From the first line of the entries below to the line with "const TICK_RATE: f64 = 4.0;", give each line again exactly.

### Saved entries
++++++++

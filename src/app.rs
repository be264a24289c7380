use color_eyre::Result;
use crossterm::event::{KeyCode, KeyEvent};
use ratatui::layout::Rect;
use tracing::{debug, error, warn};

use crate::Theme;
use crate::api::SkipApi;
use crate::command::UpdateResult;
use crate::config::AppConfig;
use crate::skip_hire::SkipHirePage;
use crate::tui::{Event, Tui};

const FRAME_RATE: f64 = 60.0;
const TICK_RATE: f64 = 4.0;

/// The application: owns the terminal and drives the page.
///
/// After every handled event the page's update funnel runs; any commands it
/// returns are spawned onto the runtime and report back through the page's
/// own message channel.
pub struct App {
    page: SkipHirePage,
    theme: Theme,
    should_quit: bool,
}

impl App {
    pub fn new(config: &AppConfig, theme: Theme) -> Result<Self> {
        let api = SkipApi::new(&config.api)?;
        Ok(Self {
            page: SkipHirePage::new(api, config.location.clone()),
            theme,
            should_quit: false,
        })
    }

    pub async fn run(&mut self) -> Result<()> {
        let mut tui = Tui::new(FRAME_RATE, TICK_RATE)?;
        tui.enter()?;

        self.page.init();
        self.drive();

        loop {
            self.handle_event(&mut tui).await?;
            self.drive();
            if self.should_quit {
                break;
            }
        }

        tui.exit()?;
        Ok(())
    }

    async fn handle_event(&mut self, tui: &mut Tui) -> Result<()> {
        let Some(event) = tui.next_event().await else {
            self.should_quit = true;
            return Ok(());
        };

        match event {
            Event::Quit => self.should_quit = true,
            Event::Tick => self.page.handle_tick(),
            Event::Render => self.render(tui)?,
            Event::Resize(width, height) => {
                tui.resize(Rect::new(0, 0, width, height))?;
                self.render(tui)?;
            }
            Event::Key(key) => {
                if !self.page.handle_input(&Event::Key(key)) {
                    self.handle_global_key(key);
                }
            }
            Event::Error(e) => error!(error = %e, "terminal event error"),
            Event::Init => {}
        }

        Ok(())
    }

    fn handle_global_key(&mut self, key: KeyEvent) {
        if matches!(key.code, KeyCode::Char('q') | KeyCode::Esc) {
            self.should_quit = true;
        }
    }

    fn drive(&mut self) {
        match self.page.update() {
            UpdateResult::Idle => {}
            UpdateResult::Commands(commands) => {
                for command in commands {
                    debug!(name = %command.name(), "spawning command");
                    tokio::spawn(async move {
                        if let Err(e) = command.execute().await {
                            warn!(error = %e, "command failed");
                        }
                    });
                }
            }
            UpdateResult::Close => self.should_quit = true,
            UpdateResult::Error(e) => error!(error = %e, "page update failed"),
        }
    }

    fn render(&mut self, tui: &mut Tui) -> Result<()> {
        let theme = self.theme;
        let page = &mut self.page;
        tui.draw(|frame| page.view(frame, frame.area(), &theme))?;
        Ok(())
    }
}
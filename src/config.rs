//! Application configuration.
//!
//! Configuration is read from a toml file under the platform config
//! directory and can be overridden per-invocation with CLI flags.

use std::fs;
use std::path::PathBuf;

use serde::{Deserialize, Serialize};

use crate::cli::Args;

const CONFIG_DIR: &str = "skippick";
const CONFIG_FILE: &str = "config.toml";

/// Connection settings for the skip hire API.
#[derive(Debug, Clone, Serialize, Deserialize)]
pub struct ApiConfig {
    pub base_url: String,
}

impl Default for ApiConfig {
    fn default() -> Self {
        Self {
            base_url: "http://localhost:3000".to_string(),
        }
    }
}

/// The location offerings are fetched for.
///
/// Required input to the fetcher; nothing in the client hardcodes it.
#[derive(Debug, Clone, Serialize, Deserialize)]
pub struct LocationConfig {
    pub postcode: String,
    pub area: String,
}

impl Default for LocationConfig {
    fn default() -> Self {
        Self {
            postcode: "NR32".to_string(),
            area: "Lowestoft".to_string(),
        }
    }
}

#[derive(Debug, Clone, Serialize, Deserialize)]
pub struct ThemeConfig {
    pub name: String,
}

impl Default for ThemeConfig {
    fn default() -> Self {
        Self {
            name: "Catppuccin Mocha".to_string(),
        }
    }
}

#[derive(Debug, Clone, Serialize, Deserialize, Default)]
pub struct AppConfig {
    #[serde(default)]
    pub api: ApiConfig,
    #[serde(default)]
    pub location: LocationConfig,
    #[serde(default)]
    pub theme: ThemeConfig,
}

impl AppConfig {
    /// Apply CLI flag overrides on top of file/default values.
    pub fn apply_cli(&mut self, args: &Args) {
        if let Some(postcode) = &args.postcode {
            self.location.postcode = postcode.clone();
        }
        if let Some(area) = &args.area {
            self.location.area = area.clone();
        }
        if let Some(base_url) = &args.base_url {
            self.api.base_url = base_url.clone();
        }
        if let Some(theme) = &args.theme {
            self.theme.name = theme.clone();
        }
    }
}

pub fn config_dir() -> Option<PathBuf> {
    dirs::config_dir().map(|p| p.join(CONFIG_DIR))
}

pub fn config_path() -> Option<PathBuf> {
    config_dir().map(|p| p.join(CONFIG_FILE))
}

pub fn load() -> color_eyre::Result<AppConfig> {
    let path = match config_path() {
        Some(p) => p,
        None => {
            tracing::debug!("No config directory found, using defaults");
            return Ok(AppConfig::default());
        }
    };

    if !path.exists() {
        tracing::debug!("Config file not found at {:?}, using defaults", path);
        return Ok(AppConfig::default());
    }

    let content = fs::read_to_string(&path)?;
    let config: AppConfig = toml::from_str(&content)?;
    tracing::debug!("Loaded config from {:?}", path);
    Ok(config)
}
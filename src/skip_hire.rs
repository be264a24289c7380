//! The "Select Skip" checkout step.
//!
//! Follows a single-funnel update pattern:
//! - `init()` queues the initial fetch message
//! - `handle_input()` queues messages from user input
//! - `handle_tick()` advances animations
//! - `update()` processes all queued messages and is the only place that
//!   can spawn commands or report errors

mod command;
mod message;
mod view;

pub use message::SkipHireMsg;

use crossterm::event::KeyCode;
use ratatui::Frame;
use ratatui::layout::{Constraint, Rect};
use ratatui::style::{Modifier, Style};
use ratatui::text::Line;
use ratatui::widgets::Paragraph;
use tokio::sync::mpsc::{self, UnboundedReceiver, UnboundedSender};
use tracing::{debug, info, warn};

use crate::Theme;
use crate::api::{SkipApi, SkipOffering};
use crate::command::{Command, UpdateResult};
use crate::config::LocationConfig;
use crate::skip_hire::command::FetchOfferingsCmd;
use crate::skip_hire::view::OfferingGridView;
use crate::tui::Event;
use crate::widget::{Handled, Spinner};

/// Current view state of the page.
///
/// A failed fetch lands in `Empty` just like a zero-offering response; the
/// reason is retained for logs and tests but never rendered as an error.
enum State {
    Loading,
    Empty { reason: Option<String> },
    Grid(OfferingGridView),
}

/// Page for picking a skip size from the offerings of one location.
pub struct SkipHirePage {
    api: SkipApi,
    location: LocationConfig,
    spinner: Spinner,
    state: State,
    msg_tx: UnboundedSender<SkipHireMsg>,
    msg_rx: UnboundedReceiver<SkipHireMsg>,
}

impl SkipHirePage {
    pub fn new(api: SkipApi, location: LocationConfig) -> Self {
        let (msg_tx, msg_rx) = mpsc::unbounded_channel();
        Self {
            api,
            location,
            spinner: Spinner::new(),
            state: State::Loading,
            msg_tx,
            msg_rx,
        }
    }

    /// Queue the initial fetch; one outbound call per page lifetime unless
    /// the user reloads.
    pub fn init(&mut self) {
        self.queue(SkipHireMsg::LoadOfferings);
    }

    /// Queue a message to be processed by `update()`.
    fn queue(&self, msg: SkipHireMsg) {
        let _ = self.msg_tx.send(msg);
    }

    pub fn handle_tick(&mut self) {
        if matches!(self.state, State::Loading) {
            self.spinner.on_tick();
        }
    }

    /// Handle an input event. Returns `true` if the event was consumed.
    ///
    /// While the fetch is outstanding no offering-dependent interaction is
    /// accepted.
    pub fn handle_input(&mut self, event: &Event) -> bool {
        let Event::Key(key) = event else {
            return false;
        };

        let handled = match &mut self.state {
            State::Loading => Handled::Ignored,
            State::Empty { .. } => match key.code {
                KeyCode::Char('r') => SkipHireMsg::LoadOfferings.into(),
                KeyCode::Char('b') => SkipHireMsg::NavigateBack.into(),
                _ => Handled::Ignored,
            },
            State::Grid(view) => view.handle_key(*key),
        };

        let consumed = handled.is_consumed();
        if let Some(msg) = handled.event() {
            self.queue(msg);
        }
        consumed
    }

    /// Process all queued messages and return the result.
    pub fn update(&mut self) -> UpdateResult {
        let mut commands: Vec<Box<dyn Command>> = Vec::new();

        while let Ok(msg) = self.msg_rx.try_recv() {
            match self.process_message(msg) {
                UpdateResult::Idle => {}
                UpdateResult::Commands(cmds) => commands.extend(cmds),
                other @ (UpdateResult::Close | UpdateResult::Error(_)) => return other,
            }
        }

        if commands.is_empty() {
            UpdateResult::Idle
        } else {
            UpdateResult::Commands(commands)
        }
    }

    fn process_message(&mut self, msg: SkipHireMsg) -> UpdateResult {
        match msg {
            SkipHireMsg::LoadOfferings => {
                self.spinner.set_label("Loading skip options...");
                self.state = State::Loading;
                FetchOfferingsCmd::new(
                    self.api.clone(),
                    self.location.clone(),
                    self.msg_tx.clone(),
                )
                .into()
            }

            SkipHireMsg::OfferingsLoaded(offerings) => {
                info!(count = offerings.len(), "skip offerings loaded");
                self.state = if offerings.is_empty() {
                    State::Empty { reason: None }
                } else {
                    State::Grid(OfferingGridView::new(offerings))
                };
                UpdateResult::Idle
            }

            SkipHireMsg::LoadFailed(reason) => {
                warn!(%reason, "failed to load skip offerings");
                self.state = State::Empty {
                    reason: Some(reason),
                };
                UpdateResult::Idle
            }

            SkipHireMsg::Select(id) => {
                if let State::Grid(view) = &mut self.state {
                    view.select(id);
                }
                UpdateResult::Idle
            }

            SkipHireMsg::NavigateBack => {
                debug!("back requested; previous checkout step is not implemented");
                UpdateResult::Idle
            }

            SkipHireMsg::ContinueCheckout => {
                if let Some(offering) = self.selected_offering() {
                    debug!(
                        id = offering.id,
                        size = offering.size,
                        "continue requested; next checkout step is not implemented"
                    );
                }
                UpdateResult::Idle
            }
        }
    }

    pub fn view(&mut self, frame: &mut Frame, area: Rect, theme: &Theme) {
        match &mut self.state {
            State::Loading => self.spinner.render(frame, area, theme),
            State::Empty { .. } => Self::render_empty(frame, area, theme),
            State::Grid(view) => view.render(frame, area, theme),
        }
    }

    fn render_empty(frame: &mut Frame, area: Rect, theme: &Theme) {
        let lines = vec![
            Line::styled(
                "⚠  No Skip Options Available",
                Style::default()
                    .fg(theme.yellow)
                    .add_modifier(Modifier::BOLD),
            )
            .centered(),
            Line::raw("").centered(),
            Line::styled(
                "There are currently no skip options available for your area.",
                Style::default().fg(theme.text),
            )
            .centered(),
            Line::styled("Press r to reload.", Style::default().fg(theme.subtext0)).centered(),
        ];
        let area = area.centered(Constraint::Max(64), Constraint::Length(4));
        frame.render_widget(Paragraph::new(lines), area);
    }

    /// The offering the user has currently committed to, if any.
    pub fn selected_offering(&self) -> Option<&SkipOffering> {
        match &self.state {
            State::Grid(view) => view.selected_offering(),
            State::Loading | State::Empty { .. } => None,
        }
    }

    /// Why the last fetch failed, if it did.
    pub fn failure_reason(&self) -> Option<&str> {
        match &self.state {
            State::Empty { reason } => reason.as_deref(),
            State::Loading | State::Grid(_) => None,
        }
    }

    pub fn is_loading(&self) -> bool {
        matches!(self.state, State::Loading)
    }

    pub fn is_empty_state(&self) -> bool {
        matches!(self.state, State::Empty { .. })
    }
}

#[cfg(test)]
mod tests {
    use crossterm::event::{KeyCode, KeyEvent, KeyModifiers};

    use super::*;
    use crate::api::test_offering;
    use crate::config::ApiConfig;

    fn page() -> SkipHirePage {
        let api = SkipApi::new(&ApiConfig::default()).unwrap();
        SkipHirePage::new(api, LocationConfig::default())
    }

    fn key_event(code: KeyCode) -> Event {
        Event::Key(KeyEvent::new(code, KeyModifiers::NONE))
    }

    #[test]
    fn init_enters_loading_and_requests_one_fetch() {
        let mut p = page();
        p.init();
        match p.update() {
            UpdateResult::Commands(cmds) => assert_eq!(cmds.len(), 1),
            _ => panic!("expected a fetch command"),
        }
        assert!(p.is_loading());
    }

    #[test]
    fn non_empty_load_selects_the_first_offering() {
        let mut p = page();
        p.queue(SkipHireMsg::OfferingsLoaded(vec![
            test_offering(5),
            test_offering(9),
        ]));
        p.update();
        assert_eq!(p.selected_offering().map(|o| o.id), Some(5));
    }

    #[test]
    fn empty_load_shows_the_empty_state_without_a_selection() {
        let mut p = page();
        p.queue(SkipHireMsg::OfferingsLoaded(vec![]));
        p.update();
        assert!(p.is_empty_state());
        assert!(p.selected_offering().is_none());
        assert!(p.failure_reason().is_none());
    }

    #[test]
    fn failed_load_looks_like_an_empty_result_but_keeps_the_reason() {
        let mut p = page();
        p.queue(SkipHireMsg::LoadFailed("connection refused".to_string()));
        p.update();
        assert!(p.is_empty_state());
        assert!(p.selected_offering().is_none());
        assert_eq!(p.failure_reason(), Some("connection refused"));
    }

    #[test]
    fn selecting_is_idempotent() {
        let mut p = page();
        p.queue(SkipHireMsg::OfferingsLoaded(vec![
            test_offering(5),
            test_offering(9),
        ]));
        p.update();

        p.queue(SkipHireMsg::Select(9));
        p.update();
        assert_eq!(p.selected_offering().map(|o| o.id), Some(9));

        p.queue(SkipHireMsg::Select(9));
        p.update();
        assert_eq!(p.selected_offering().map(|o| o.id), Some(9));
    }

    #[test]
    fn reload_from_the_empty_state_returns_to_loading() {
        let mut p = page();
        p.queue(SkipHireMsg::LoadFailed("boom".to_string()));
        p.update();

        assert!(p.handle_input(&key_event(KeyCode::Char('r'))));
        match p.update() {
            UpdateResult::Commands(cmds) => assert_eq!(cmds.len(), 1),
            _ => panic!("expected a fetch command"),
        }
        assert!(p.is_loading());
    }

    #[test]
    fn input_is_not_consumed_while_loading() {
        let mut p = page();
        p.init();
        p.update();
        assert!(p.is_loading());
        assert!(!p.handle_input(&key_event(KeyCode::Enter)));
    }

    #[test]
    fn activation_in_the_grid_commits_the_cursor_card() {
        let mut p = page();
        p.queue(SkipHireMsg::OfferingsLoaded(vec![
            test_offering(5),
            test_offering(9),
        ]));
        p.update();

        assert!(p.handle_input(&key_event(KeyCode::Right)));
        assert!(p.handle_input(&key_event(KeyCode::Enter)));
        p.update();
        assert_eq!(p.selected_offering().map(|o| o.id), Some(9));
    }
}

++++++++

### SOLUTION
filename src/app.rs
repository be264a24289c7380
use color_eyre::Result;
use crossterm::event::{KeyCode, KeyEvent};
use ratatui::layout::Rect;
use tracing::{debug, error, warn};

use crate::Theme;
use crate::api::SkipApi;
use crate::command::UpdateResult;
use crate::config::AppConfig;
use crate::skip_hire::SkipHirePage;
use crate::tui::{Event, Tui};

const FRAME_RATE: f64 = 60.0;
const TICK_RATE: f64 = 4.0;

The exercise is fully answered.